• Try it
Copy out each line containing "DateTime" from the entries below.

• Materials provided

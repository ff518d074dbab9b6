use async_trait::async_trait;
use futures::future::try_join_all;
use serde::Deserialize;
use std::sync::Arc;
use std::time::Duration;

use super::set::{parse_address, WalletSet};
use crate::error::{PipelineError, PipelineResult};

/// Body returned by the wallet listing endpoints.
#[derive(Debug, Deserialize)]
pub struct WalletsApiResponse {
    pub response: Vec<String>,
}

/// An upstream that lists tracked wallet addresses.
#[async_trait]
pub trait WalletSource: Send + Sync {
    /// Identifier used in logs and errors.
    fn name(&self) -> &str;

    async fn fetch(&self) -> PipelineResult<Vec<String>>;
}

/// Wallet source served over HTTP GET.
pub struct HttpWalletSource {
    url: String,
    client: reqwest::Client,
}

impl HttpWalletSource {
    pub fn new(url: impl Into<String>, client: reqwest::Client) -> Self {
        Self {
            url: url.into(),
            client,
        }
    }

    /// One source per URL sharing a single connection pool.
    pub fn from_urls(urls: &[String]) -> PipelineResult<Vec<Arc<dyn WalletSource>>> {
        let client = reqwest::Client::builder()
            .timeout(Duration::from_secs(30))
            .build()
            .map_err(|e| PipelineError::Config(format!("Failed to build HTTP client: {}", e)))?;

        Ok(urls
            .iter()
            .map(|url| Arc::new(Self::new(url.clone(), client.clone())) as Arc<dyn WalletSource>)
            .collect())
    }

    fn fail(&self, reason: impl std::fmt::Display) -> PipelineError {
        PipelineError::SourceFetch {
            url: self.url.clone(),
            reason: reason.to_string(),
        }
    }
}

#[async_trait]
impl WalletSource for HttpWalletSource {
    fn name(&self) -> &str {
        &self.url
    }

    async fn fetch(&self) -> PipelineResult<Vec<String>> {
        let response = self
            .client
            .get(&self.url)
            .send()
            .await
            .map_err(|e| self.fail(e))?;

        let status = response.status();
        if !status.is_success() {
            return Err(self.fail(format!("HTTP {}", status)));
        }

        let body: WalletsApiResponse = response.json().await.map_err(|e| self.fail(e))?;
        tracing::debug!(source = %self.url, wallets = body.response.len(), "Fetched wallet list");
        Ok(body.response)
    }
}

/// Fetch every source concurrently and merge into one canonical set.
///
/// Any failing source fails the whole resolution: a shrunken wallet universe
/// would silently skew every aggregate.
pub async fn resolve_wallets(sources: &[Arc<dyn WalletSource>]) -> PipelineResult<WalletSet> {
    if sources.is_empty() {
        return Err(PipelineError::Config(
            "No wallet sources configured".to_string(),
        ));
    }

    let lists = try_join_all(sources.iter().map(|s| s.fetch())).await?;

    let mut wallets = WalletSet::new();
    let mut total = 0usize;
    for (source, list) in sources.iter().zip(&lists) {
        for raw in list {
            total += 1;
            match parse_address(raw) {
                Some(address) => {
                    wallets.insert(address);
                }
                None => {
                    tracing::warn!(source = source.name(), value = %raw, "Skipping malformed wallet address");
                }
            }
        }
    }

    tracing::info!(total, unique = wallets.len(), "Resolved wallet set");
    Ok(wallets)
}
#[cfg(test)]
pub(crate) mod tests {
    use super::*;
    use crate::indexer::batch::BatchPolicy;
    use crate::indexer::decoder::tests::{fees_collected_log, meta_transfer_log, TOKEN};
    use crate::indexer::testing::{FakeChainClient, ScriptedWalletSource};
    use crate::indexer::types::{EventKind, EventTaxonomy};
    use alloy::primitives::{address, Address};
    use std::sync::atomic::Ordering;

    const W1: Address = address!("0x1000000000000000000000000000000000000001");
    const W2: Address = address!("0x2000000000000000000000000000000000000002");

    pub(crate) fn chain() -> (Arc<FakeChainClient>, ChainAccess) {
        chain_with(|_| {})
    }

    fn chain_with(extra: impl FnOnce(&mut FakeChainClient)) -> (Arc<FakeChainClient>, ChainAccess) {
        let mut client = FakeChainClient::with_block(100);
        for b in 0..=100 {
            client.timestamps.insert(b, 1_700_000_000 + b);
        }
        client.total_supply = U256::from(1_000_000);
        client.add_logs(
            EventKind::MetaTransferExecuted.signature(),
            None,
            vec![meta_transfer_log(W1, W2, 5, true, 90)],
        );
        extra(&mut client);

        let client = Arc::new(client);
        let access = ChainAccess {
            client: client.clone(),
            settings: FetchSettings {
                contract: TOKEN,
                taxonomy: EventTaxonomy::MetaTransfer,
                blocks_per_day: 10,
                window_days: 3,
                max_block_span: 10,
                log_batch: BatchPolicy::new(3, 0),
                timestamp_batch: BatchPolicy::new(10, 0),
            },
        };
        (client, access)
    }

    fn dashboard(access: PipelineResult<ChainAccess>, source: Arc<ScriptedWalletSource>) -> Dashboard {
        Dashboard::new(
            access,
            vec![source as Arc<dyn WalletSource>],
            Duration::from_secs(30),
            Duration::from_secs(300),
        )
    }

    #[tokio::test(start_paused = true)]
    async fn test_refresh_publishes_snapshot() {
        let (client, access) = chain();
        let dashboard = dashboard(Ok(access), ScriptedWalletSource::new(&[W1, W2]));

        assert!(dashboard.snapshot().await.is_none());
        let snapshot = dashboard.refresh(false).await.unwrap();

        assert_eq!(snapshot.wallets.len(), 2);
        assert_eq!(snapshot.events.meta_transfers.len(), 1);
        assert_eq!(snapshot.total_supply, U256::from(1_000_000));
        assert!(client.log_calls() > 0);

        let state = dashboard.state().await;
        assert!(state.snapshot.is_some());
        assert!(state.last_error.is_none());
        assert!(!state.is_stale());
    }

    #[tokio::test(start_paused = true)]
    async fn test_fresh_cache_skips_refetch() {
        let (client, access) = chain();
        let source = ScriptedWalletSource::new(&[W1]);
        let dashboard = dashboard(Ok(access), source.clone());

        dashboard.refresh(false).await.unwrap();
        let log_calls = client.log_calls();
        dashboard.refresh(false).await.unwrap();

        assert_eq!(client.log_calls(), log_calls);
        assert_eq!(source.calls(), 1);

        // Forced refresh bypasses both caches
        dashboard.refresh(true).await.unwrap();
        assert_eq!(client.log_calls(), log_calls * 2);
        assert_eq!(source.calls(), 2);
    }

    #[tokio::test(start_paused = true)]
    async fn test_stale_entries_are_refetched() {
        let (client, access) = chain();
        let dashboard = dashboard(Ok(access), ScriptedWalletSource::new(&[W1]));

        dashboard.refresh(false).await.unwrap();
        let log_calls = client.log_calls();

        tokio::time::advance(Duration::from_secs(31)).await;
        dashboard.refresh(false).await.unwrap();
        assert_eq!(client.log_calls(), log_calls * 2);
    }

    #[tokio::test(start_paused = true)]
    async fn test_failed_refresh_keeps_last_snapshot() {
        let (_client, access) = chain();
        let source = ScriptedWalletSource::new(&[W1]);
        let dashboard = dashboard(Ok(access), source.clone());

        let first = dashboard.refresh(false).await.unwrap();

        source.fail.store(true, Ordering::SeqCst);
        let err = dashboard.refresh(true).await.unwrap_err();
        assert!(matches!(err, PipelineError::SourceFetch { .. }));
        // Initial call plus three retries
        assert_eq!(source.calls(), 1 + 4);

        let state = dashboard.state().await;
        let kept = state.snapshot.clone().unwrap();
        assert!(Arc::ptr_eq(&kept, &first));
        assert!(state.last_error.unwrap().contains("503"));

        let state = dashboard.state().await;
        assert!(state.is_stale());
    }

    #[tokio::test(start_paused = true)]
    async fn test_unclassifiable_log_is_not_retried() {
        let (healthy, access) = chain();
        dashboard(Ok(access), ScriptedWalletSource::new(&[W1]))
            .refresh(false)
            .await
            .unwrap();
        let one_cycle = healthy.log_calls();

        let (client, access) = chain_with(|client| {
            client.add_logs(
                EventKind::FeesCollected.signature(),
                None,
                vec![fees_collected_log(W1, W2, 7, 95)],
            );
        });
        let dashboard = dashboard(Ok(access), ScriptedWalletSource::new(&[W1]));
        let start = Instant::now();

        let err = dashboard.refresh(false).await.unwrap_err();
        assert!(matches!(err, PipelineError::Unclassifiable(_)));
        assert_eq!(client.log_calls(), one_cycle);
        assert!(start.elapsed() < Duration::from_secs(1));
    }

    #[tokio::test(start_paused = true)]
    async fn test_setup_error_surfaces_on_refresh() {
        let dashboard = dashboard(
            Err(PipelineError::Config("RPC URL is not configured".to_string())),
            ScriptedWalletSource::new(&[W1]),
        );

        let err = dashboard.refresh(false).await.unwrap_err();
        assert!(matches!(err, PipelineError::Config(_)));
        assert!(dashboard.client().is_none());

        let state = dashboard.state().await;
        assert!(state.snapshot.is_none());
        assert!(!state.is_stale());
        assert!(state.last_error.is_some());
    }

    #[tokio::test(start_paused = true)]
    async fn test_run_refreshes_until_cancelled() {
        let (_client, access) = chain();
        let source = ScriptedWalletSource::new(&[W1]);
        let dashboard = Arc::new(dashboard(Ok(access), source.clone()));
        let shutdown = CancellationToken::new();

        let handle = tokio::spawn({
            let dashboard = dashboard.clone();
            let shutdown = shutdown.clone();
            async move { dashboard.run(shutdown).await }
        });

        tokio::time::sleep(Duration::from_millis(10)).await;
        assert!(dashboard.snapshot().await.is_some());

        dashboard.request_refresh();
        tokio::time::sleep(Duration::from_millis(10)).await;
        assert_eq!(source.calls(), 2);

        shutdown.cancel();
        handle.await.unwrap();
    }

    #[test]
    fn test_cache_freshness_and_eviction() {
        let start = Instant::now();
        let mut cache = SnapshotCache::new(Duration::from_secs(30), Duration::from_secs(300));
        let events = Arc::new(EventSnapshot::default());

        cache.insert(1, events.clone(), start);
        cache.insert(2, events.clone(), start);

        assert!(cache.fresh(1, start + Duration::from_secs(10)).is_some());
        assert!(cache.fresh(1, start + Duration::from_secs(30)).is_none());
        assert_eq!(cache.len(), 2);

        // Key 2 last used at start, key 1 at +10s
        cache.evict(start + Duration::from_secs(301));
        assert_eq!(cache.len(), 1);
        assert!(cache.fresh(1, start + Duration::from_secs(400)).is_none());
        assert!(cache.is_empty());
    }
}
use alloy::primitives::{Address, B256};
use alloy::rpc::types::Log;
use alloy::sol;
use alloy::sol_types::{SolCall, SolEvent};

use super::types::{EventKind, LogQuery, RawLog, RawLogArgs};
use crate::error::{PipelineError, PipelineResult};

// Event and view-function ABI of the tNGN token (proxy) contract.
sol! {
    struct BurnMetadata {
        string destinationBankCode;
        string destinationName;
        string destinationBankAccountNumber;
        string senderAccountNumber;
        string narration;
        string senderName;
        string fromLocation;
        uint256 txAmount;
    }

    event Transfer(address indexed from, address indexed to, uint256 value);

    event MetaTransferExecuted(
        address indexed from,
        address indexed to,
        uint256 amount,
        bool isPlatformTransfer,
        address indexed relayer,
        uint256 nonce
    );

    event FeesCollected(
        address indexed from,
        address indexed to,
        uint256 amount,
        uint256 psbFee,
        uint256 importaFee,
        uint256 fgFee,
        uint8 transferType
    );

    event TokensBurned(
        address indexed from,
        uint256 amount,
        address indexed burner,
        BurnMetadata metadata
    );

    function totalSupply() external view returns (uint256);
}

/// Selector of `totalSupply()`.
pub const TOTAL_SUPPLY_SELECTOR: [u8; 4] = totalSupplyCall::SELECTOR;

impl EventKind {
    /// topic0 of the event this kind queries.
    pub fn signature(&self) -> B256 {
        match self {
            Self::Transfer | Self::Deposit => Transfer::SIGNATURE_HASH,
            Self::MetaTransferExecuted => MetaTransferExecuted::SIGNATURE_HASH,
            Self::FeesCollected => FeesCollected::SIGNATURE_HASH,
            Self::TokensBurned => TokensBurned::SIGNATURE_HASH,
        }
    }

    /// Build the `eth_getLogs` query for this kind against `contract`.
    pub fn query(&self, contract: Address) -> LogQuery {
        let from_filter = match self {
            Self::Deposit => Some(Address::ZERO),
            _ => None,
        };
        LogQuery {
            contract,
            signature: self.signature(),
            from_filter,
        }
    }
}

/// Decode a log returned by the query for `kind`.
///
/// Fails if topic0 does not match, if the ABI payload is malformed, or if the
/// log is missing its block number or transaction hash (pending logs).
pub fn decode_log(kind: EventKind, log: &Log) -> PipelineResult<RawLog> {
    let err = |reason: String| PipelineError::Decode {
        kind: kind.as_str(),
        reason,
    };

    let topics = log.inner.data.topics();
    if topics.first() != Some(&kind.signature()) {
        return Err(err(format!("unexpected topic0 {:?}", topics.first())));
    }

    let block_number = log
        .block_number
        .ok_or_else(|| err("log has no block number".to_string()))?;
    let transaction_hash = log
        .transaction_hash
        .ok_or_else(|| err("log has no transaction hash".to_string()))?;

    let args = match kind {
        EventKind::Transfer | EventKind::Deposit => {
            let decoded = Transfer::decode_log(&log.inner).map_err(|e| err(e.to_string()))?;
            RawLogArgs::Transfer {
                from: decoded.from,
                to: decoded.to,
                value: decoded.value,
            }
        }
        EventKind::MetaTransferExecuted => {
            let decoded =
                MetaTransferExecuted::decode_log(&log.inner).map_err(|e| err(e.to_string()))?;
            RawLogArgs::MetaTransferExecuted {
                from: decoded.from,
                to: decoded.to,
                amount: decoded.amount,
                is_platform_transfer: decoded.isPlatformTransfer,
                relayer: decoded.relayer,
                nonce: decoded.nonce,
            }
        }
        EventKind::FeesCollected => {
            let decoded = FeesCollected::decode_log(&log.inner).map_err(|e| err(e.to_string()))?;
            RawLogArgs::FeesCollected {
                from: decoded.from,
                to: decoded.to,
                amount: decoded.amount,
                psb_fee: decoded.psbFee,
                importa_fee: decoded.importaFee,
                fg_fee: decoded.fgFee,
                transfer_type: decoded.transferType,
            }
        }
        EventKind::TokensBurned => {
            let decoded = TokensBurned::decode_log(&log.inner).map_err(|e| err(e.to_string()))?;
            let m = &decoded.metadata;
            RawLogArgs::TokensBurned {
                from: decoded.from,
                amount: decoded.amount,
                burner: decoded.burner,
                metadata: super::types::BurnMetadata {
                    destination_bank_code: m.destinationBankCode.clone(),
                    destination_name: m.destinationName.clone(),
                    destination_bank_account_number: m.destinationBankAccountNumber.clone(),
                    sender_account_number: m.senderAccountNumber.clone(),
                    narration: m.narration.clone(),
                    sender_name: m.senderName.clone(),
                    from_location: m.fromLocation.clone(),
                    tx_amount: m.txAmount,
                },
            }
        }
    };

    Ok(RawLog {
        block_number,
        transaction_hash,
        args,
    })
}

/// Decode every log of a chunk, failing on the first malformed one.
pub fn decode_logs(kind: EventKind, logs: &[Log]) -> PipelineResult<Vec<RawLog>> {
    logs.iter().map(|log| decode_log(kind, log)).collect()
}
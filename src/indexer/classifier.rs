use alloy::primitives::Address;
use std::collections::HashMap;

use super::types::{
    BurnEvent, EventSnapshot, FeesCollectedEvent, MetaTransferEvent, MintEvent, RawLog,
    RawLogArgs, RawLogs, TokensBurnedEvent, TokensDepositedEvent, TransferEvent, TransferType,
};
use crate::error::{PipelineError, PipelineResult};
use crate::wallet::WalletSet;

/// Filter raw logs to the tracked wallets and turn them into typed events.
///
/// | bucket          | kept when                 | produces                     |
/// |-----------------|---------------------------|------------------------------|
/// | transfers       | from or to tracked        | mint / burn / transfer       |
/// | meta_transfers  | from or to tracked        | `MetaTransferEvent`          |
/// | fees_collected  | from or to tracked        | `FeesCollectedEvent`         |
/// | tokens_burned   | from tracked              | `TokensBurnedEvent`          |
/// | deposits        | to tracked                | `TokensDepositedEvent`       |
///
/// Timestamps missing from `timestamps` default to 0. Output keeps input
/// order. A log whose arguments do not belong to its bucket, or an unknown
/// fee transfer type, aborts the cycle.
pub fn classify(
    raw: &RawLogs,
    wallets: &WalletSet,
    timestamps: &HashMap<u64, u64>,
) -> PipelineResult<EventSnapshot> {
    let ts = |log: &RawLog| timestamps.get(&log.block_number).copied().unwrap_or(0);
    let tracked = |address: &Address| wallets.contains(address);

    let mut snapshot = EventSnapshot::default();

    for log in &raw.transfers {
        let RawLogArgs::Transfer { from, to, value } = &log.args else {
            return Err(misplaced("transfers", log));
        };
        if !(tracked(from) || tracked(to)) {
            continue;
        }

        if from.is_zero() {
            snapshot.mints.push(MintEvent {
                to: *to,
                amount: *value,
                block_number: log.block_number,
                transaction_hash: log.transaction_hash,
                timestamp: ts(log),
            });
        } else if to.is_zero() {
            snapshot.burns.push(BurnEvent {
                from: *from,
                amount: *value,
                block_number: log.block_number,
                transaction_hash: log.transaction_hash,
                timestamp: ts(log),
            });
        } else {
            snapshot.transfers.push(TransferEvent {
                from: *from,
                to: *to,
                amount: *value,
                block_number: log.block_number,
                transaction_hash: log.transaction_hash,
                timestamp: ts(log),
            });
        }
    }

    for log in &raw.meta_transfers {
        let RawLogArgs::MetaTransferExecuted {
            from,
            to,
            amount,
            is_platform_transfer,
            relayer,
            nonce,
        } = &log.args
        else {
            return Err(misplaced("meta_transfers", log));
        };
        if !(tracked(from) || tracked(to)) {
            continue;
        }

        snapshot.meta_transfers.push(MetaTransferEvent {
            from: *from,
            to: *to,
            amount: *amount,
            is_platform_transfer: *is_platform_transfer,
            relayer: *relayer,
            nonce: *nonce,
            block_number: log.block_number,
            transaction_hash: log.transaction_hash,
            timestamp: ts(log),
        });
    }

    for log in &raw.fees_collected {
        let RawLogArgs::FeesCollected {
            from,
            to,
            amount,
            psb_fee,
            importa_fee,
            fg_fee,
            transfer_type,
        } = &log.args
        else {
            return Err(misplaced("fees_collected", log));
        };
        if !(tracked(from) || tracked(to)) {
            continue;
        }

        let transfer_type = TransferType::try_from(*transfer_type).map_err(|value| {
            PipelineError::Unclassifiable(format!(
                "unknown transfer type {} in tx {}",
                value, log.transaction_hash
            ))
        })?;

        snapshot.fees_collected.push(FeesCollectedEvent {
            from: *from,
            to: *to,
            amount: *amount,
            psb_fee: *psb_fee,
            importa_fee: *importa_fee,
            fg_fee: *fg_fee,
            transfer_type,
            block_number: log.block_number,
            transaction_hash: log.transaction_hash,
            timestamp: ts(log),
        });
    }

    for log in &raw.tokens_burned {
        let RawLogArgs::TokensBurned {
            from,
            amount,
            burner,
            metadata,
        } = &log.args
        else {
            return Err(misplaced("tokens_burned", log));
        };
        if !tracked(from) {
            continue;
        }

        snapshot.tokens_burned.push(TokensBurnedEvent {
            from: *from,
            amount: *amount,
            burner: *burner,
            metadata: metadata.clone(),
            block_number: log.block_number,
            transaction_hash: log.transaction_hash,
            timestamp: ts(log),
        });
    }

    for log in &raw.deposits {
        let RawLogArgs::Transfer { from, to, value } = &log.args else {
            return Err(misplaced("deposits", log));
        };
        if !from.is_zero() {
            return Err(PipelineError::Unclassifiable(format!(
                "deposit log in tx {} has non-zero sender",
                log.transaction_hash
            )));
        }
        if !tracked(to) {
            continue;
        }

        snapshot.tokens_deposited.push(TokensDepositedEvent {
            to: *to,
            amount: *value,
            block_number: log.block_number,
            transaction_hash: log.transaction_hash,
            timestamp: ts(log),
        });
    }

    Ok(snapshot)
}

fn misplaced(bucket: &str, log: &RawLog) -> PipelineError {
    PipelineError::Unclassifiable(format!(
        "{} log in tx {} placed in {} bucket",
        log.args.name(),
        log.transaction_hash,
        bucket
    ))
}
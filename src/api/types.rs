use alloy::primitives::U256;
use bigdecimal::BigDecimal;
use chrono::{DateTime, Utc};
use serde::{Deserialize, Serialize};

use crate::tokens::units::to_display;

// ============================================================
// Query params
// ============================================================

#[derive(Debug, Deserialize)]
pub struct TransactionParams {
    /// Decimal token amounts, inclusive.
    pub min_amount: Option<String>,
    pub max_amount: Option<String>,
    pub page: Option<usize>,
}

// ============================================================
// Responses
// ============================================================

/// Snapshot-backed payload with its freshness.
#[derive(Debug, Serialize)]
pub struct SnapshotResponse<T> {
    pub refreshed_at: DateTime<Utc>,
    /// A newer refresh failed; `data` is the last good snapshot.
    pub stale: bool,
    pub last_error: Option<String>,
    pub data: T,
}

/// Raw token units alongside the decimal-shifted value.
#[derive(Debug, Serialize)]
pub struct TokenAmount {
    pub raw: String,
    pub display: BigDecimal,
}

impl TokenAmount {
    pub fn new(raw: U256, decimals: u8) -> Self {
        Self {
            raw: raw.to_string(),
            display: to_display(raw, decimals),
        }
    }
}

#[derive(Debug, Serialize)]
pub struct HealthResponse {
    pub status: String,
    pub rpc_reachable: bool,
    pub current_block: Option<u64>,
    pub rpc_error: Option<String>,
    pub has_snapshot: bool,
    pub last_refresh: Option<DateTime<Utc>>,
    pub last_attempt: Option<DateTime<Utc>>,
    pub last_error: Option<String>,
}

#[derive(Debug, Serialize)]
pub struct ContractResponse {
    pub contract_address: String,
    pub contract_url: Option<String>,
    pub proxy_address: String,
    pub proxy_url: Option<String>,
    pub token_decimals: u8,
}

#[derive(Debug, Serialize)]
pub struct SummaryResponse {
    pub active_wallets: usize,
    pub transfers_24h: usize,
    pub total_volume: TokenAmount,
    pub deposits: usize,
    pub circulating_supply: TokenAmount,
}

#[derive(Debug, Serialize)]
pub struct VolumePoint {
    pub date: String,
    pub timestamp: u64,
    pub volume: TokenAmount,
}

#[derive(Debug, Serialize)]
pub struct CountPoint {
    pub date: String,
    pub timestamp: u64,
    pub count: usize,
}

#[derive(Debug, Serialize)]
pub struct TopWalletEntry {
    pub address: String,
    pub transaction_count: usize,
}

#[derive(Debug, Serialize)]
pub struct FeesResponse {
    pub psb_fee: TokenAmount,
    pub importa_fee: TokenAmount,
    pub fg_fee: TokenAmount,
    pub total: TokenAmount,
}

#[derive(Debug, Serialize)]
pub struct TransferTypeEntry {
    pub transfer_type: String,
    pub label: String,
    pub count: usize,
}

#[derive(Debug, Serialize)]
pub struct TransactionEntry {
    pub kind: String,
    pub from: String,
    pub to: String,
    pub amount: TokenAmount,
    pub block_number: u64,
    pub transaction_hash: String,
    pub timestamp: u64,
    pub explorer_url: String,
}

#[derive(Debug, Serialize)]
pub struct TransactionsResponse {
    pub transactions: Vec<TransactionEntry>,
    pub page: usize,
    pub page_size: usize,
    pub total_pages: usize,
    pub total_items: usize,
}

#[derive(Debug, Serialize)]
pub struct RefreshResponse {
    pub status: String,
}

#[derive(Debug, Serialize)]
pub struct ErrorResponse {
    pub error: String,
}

• Output for this task
use chrono::{DateTime, Utc};
    pub refreshed_at: DateTime<Utc>,
    pub last_refresh: Option<DateTime<Utc>>,
    pub last_attempt: Option<DateTime<Utc>>,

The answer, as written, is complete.